Sagittal plane malreduction can result in loss of flexion — the more common extension malunion — or less commonly loss of extension. On the lateral view, the anterior humeral line should cross the capitellum in the middle or posterior third, fracture surfaces should be in contact anteriorly, and no anterior or posterior bone spikes should be visible. Sagittal malalignment has some remodeling potential, particularly in younger children, but should still be corrected before fixation.
Pin-Site Infection
Skin tethering around the pin increases the risk of pin-site infection. If the skin is tethered around the pin entry point in the casting position, a small release at the base can reduce pressure and help prevent infection.
Compartment Syndrome
Compartment syndrome of the forearm is rare and mostly associated with highly displaced fracture patterns. It can present with escalating pain disproportionate to the injury, pain on passive finger extension, and in younger children, unexplained agitation. A properly pinned and immobilized supracondylar fracture should be essentially pain-free at rest. Increasing pain demands removal of immobilization and reassessment.
Physeal Injury
True physeal arrest is uncommon because the fracture line is metaphyseal. Iatrogenic injury can occur from repeated drilling through the cartilaginous distal humerus.
Aftercare
General Guidelines
The institution’s guidelines should be followed.

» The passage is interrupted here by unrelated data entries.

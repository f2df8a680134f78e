//! Cache Layer
//!
//! A TTL cache with single-flight semantics, shared by every run in the
//! process:
//!
//! - concurrent callers with the same [`Fingerprint`] share one in-flight fetch
//! - entries expire after their TTL and are refetched on the next miss
//! - errors are never cached
//! - a fetch every caller has abandoned (timeout, cancellation) is forgotten
//! - entries older than the soft-freshness threshold are still served, but
//!   flagged `stale`
//!
//! The same structure backs both source queries ([`EvidenceCache`]) and
//! generation calls ([`SynthesisCache`]).

use std::collections::{BTreeMap, HashMap};
use std::fmt;
use std::future::Future;
use std::sync::atomic::{AtomicU64, AtomicUsize, Ordering};
use std::sync::{Arc, Mutex, MutexGuard};
use std::time::Duration;

use chrono::{DateTime, Utc};
use futures::future::{BoxFuture, FutureExt, Shared};
use sha2::{Digest, Sha256};
use tokio::time::Instant;
use tracing::debug;

use crate::evidence::SourceId;
use crate::sources::RawRecord;
use crate::types::CallFailure;

/// Times a caller restarts a shared fetch that failed only because another
/// caller's cancellation stopped it.
pub const MAX_SHARED_FETCH_RETRIES: usize = 2;

/// Stable hash identifying one external call.
#[derive(Debug, Clone, PartialEq, Eq, Hash, PartialOrd, Ord)]
pub struct Fingerprint(String);

impl Fingerprint {
    /// Fingerprint of a source query. Params are already sorted by key.
    pub fn for_query(source: &SourceId, params: &BTreeMap<String, String>) -> Self {
        let normalized: BTreeMap<String, String> = params
            .iter()
            .map(|(k, v)| (k.trim().to_ascii_lowercase(), v.split_whitespace().collect::<Vec<_>>().join(" ")))
            .collect();
        let body = serde_json::to_vec(&normalized).unwrap_or_default();
        Self::for_bytes(source.as_str(), &body)
    }

    pub fn for_bytes(namespace: &str, bytes: &[u8]) -> Self {
        let mut hasher = Sha256::new();
        hasher.update(namespace.as_bytes());
        hasher.update([0u8]);
        hasher.update(bytes);
        Self(hex::encode(hasher.finalize()))
    }

    pub fn as_str(&self) -> &str {
        &self.0
    }
}

impl fmt::Display for Fingerprint {
    fn fmt(&self, f: &mut fmt::Formatter<'_>) -> fmt::Result {
        f.write_str(&self.0[..12.min(self.0.len())])
    }
}

/// A value served by the cache.
#[derive(Debug, Clone, PartialEq)]
pub struct Cached<V> {
    pub value: V,
    /// When the producer finished.
    pub stored_at: DateTime<Utc>,
    /// Older than the soft-freshness threshold.
    pub stale: bool,
    /// Served from a stored entry or a fetch started by another caller.
    pub shared: bool,
}

type SharedFetch<V, E> = Shared<BoxFuture<'static, Result<(V, DateTime<Utc>), E>>>;

enum Slot<V, E>
where
    V: Clone,
    E: Clone,
{
    Ready {
        value: V,
        stored_at: DateTime<Utc>,
        inserted: Instant,
        ttl: Duration,
    },
    Pending {
        generation: u64,
        fetch: SharedFetch<V, E>,
        /// Callers currently awaiting `fetch`.
        waiters: Arc<AtomicUsize>,
    },
}

/// Held by each caller awaiting a pending fetch. The last one to go away
/// before the fetch settles removes the slot.
struct Waiter<'a, V, E>
where
    V: Clone + Send + Sync + 'static,
    E: Clone + Send + Sync + 'static,
{
    cache: &'a TtlCache<V, E>,
    fingerprint: &'a Fingerprint,
    generation: u64,
    waiters: Arc<AtomicUsize>,
    settled: bool,
}

impl<V, E> Drop for Waiter<'_, V, E>
where
    V: Clone + Send + Sync + 'static,
    E: Clone + Send + Sync + 'static,
{
    fn drop(&mut self) {
        let mut slots = self.cache.lock();
        let last = self.waiters.fetch_sub(1, Ordering::SeqCst) == 1;
        if self.settled || !last {
            return;
        }
        let abandoned = matches!(
            slots.get(self.fingerprint),
            Some(Slot::Pending { generation, .. }) if *generation == self.generation
        );
        if abandoned {
            debug!(fingerprint = %self.fingerprint, "Dropping abandoned fetch");
            slots.remove(self.fingerprint);
        }
    }
}

pub struct TtlCache<V, E>
where
    V: Clone,
    E: Clone,
{
    slots: Mutex<HashMap<Fingerprint, Slot<V, E>>>,
    soft_freshness: Duration,
    generation: AtomicU64,
    fetches: AtomicU64,
}

pub type EvidenceCache = TtlCache<Vec<RawRecord>, CallFailure>;
pub type SynthesisCache = TtlCache<String, CallFailure>;

impl<V, E> TtlCache<V, E>
where
    V: Clone + Send + Sync + 'static,
    E: Clone + Send + Sync + 'static,
{
    pub fn new(soft_freshness: Duration) -> Self {
        Self {
            slots: Mutex::new(HashMap::new()),
            soft_freshness,
            generation: AtomicU64::new(0),
            fetches: AtomicU64::new(0),
        }
    }

    fn lock(&self) -> MutexGuard<'_, HashMap<Fingerprint, Slot<V, E>>> {
        // A panic while holding the lock cannot leave a slot half-written.
        self.slots.lock().unwrap_or_else(|poisoned| poisoned.into_inner())
    }

    /// Return the cached value for `fingerprint`, or run `producer` once for
    /// all concurrent callers and cache its success for `ttl`.
    pub async fn get_or_fetch<F, Fut>(
        &self,
        fingerprint: &Fingerprint,
        ttl: Duration,
        producer: F,
    ) -> Result<Cached<V>, E>
    where
        F: FnOnce() -> Fut,
        Fut: Future<Output = Result<V, E>> + Send + 'static,
    {
        let (fetch, generation, waiters, leader) = {
            let mut slots = self.lock();
            match slots.get(fingerprint) {
                Some(Slot::Ready { value, stored_at, inserted, ttl: entry_ttl })
                    if inserted.elapsed() < *entry_ttl =>
                {
                    let stale = inserted.elapsed() >= self.soft_freshness;
                    debug!(fingerprint = %fingerprint, stale, "Cache hit");
                    return Ok(Cached { value: value.clone(), stored_at: *stored_at, stale, shared: true });
                }
                Some(Slot::Pending { generation, fetch, waiters }) => {
                    debug!(fingerprint = %fingerprint, "Joining in-flight fetch");
                    waiters.fetch_add(1, Ordering::SeqCst);
                    (fetch.clone(), *generation, waiters.clone(), false)
                }
                _ => {
                    let generation = self.generation.fetch_add(1, Ordering::SeqCst);
                    self.fetches.fetch_add(1, Ordering::SeqCst);
                    let fetch = producer()
                        .map(|result| result.map(|value| (value, Utc::now())))
                        .boxed()
                        .shared();
                    let waiters = Arc::new(AtomicUsize::new(1));
                    slots.insert(
                        fingerprint.clone(),
                        Slot::Pending { generation, fetch: fetch.clone(), waiters: waiters.clone() },
                    );
                    (fetch, generation, waiters, true)
                }
            }
        };

        let mut waiter = Waiter { cache: self, fingerprint, generation, waiters, settled: false };
        let result = fetch.await;
        self.settle(fingerprint, generation, &result, ttl);
        waiter.settled = true;
        drop(waiter);
        result.map(|(value, stored_at)| Cached { value, stored_at, stale: false, shared: !leader })
    }

    /// Replace the pending slot of `generation` with its outcome. Later
    /// callers of the same generation find the slot already settled.
    fn settle(
        &self,
        fingerprint: &Fingerprint,
        generation: u64,
        result: &Result<(V, DateTime<Utc>), E>,
        ttl: Duration,
    ) {
        let mut slots = self.lock();
        let is_current = matches!(
            slots.get(fingerprint),
            Some(Slot::Pending { generation: g, .. }) if *g == generation
        );
        if !is_current {
            return;
        }
        match result {
            Ok((value, stored_at)) => {
                slots.insert(
                    fingerprint.clone(),
                    Slot::Ready { value: value.clone(), stored_at: *stored_at, inserted: Instant::now(), ttl },
                );
            }
            Err(_) => {
                slots.remove(fingerprint);
            }
        }
    }

    /// Number of producer invocations since creation.
    pub fn fetch_count(&self) -> u64 {
        self.fetches.load(Ordering::SeqCst)
    }

    pub fn len(&self) -> usize {
        self.lock().len()
    }

    pub fn is_empty(&self) -> bool {
        self.len() == 0
    }

    /// Drop expired entries. Pending fetches are left alone; abandoned ones
    /// are already gone.
    pub fn purge_expired(&self) -> usize {
        let mut slots = self.lock();
        let before = slots.len();
        slots.retain(|_, slot| match slot {
            Slot::Ready { inserted, ttl, .. } => inserted.elapsed() < *ttl,
            Slot::Pending { .. } => true,
        });
        before - slots.len()
    }

    pub fn clear(&self) {
        self.lock().clear();
    }
}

The cast and pins are typically removed together at three to four weeks, depending on the patient’s age, fracture stability, and healing progress.
Children often regain motion quickly, but full ROM may take weeks to a few months. Delayed recovery raises concern for stiffness from immobilization, subtle malreduction, pin-site problems, or, less commonly, neurologic issues.
FAQ
What is the goal of supracondylar humerus fracture fixation?
The goal is to restore normal elbow alignment and prevent neurovascular injury.
What alignment should be confirmed after reduction?
On the lateral view, the anterior humeral line should cross the capitellum. On the AP view, the columns should be aligned and symmetrical with an acceptable Baumann angle.
What should be assessed after fixation and casting?
The reduction, pin construct, stability, vascular status, perfusion, and neurological status should be assessed. The pulse is palpated and hand perfusion is assessed by capillary refill, color, and temperature.
When are the cast and pins typically removed?
The cast and pins are typically removed together at three to four weeks, depending on the patient’s age, fracture stability, and healing progress.